-- Work to be completed --
Write out each line of the records that has "ContentSpec" in it.

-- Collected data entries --
● ● ● ● ● ● ●
//! Page assembly: from a [`PageSpec`] to the render contexts of its files.
//!
//! Every page starts from a base context shared by all of its files (site
//! name, title, flags, navbars, tabs, banner, intro). The page's content
//! shape then decides what gets written:
//!
//! - **single**: one source, one file. Menus the parser reports become the
//!   sidebar.
//! - **multi**: one file per sub-page with content, plus the page's own file
//!   built from the `index` source. All of them share one navigation list;
//!   each sub-page additionally sees its own menus nested right under its
//!   entry.
//! - **blocks**: one file assembled from fragments, each fragment parsed
//!   separately and anchored by its sanitized name.
//!
//! Sub-page files are `<index>.html` when the sub-page names one, otherwise
//! `<page>-<sub>.html`; the page's own file is always `<page>.html`.
//!
//! Assembly ([`assemble`]) produces contexts without touching the output
//! directory; [`build_page`] renders and writes them.

use crate::config::{BlockContent, BlockSource, ContentSpec, MultiContent, PageSpec, SubPageSpec};
use crate::invoke::{ContentSource, invoke};
use crate::markdown;
use crate::naming;
use crate::site::{BuildEnv, BuildError, BuildEvent, SkipReason};
use crate::types::{Article, Block, NavEntry, NavbarLink, ParserResult, RenderContext, Tab};
use std::fs;

/// One file a page produces.
#[derive(Debug, Clone, PartialEq)]
pub struct PageFile {
    /// File name relative to the output directory.
    pub file: String,
    pub context: RenderContext,
}

/// Outcome of assembling one page.
#[derive(Debug, Clone, PartialEq)]
pub enum PageOutput {
    Skipped(SkipReason),
    /// Files in write order; the page's own file is last.
    Files(Vec<PageFile>),
}

/// Assemble, render and write one page.
pub fn build_page(env: &BuildEnv, page: &PageSpec) -> Result<(), BuildError> {
    match assemble(env, page)? {
        PageOutput::Skipped(reason) => {
            env.emit(BuildEvent::PageSkipped {
                page: page.name.clone(),
                reason,
            });
        }
        PageOutput::Files(files) => {
            for PageFile { file, context } in files {
                let html = env.templates.render_page(&context)?;
                env.write_output(&file, &html)?;
                env.emit(BuildEvent::Generated {
                    page: page.name.clone(),
                    file,
                });
            }
        }
    }
    Ok(())
}

/// Build the render contexts of every file `page` produces.
pub fn assemble(env: &BuildEnv, page: &PageSpec) -> Result<PageOutput, BuildError> {
    let Some(content) = &page.content else {
        return Ok(PageOutput::Skipped(SkipReason::NoContent));
    };
    if !env.config.should_build(page) {
        return Ok(PageOutput::Skipped(SkipReason::NotSelected));
    }

    let base = base_context(env, page)?;
    let mut files = Vec::new();
    let article = match content {
        ContentSpec::Single(pattern) => single_article(env, page, pattern)?,
        ContentSpec::Multi(multi) => {
            let (subs, container) = multi_articles(env, page, multi)?;
            for (file, pagename, article) in subs {
                files.push(PageFile {
                    file,
                    context: RenderContext {
                        pagename,
                        article,
                        ..base.clone()
                    },
                });
            }
            container
        }
        ContentSpec::Blocks(blocks) => block_article(env, blocks)?,
    };
    files.push(PageFile {
        file: format!("{}.html", page.name),
        context: RenderContext {
            pagename: page.name.clone(),
            article,
            ..base
        },
    });
    Ok(PageOutput::Files(files))
}

/// Context fields shared by every file of `page`.
fn base_context(env: &BuildEnv, page: &PageSpec) -> Result<RenderContext, BuildError> {
    let config = &env.config;
    let options = &config.options;
    let common = &config.common;

    let staticsidenav = options.staticsidenav || page.options.staticsidenav;
    let foldsidenav = (options.foldsidenav || page.options.foldsidenav) && !staticsidenav;

    let title = [common.title.as_deref(), page.title.as_deref()]
        .into_iter()
        .flatten()
        .filter(|part| !part.is_empty())
        .collect::<Vec<_>>()
        .join(" ");

    let navbars = common
        .navbars
        .iter()
        .map(|item| NavbarLink {
            name: item.name.clone(),
            url: item.url.clone(),
            target: item.target.clone().unwrap_or_else(|| "self".to_string()),
            active: item.name == page.name,
        })
        .collect();

    Ok(RenderContext {
        name: config.name.clone(),
        title,
        footer: common.footer.clone(),
        home: common.home.clone(),
        home_url: common.home_url.clone(),
        theme_js: env.theme.js.clone(),
        theme_css: env.theme.css.clone(),
        navbars,
        tabs: tabs(&config.pages, &page.name),
        banner: page.banner.clone(),
        intro: intro_html(env, page)?,
        pagename: page.name.clone(),
        article: Article::default(),
        foldcode: options.foldcode,
        foldparam: options.foldparam,
        foldsidenav,
        staticsidenav,
        has_page_name: options.has_page_name,
        insert_css: options.insert_css.clone(),
        insert_js: options.insert_js.clone(),
    })
}

/// One tab per configured page, in config order.
pub fn tabs(pages: &[PageSpec], current: &str) -> Vec<Tab> {
    pages
        .iter()
        .map(|p| Tab {
            name: p.name.clone(),
            url: p.url.clone(),
            title: p.title.clone(),
            active: p.name == current,
        })
        .collect()
}

fn intro_html(env: &BuildEnv, page: &PageSpec) -> Result<Option<String>, BuildError> {
    let Some(intro) = page.intro.as_deref() else {
        return Ok(None);
    };
    let path = env.config.cwd.join(intro);
    if !path.is_file() {
        return Ok(None);
    }
    let text = fs::read_to_string(&path).map_err(|source| BuildError::Read { path, source })?;
    Ok(Some(markdown::to_html(&text, &env.highlighter)))
}

fn single_article(env: &BuildEnv, page: &PageSpec, pattern: &str) -> Result<Article, BuildError> {
    let result = invoke(
        env,
        &ContentSource {
            pattern,
            ignore: &page.ignore,
            compile: page.compile.as_deref(),
            options: &page.options.parser,
        },
    )?;
    let mut article = Article::from_result(result);
    if article.sidebars.is_none() {
        article.sidebars = article.result.menus.clone().filter(|m| !m.is_empty());
    }
    Ok(article)
}

/// Shared navigation of a multi page, in declared order.
///
/// Each entry's `p_name` is the name of the closest non-`sub` entry at or
/// before it; leading `sub` entries have none.
pub fn multi_navs(page: &str, subs: &[SubPageSpec]) -> Vec<NavEntry> {
    let mut parent: Option<&str> = None;
    subs.iter()
        .map(|sub| {
            if !sub.sub {
                parent = Some(sub.name.as_str());
            }
            NavEntry {
                name: sub.name.clone(),
                p_name: parent.map(str::to_string),
                sub: sub.sub,
                blank: sub.source().is_none(),
                url: Some(naming::sub_page_file(page, &sub.name, sub.index.as_deref())),
                ..NavEntry::default()
            }
        })
        .collect()
}

/// Copy of `navs` with the result's top-level menus nested after `position`.
pub fn splice_menus(navs: &[NavEntry], position: usize, result: &ParserResult) -> Vec<NavEntry> {
    let mut current = navs.to_vec();
    let nested = result.top_level_menus().map(|menu| NavEntry {
        sub: true,
        ..menu.clone()
    });
    let at = (position + 1).min(current.len());
    current.splice(at..at, nested);
    current
}

/// `p_name` of the last entry named `name`.
pub fn parent_name(navs: &[NavEntry], name: &str) -> Option<String> {
    navs.iter()
        .rev()
        .find(|entry| entry.name == name)
        .and_then(|entry| entry.p_name.clone())
}

type SubArticle = (String, String, Article);

fn multi_articles(
    env: &BuildEnv,
    page: &PageSpec,
    multi: &MultiContent,
) -> Result<(Vec<SubArticle>, Article), BuildError> {
    let navs = multi_navs(&page.name, &multi.pages);
    let mut subs = Vec::new();

    for (position, sub) in multi.pages.iter().enumerate() {
        let Some(pattern) = sub.source() else {
            continue;
        };
        let result = invoke(
            env,
            &ContentSource {
                pattern,
                ignore: &sub.ignore,
                compile: sub.compile.as_deref(),
                options: &sub.options,
            },
        )?;
        let sidebars = splice_menus(&navs, position, &result);
        let mut article = Article::from_result(result);
        article.name = Some(sub.name.clone());
        article.parent_name = parent_name(&sidebars, &sub.name);
        article.sidebars = Some(sidebars);
        subs.push((
            naming::sub_page_file(&page.name, &sub.name, sub.index.as_deref()),
            naming::sub_page_stem(&page.name, &sub.name, None),
            article,
        ));
    }

    let container = match multi.index.as_deref().filter(|i| !i.is_empty()) {
        Some(pattern) => invoke(
            env,
            &ContentSource {
                pattern,
                ignore: &page.index_ignore,
                compile: page.index_compile.as_deref(),
                options: &multi.index_options,
            },
        )?,
        None => ParserResult::default(),
    };
    let mut container = Article::from_result(container);
    container.sidebars = Some(navs);
    Ok((subs, container))
}

fn block_article(env: &BuildEnv, content: &BlockContent) -> Result<Article, BuildError> {
    let mut navs = Vec::new();
    let mut blocks = Vec::new();

    for spec in &content.blocks {
        let name = spec.name.as_deref().filter(|n| !n.is_empty());
        let tag = name.map(naming::sanitize).unwrap_or_default();
        if let Some(name) = name {
            navs.push(NavEntry {
                name: name.to_string(),
                index: spec.index.clone(),
                tag: Some(naming::fragment(name)),
                sub: spec.sub,
                ..NavEntry::default()
            });
        }

        let block = match &spec.content {
            BlockSource::Path(pattern) => {
                let result = invoke(
                    env,
                    &ContentSource {
                        pattern,
                        ignore: &spec.ignore,
                        compile: spec.compile.as_deref(),
                        options: &spec.options,
                    },
                )?;
                if name.is_some() && !spec.sub {
                    navs.extend(result.top_level_menus().map(|m| NavEntry::menu(&m.name, true)));
                }
                Block {
                    result,
                    name: name.map(str::to_string),
                    index: spec.index.clone(),
                    tag,
                    sub: spec.sub,
                }
            }
            BlockSource::Inline => Block {
                result: ParserResult {
                    kind: Some("html".to_string()),
                    content: Some(String::new()),
                    ..ParserResult::default()
                },
                name: name.map(str::to_string),
                index: spec.index.clone(),
                tag,
                sub: false,
            },
        };
        blocks.push(block);
    }

    Ok(Article {
        result: ParserResult {
            kind: Some("block".to_string()),
            ..ParserResult::default()
        },
        sidebars: content.sidebar.then_some(navs),
        blocks: Some(blocks),
        ..Article::default()
    })
}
● ● ● ● ● ● ●
-- Reply --
use crate::config::{BlockContent, BlockSource, ContentSpec, MultiContent, PageSpec, SubPageSpec};
        ContentSpec::Single(pattern) => single_article(env, page, pattern)?,
        ContentSpec::Multi(multi) => {
        ContentSpec::Blocks(blocks) => block_article(env, blocks)?,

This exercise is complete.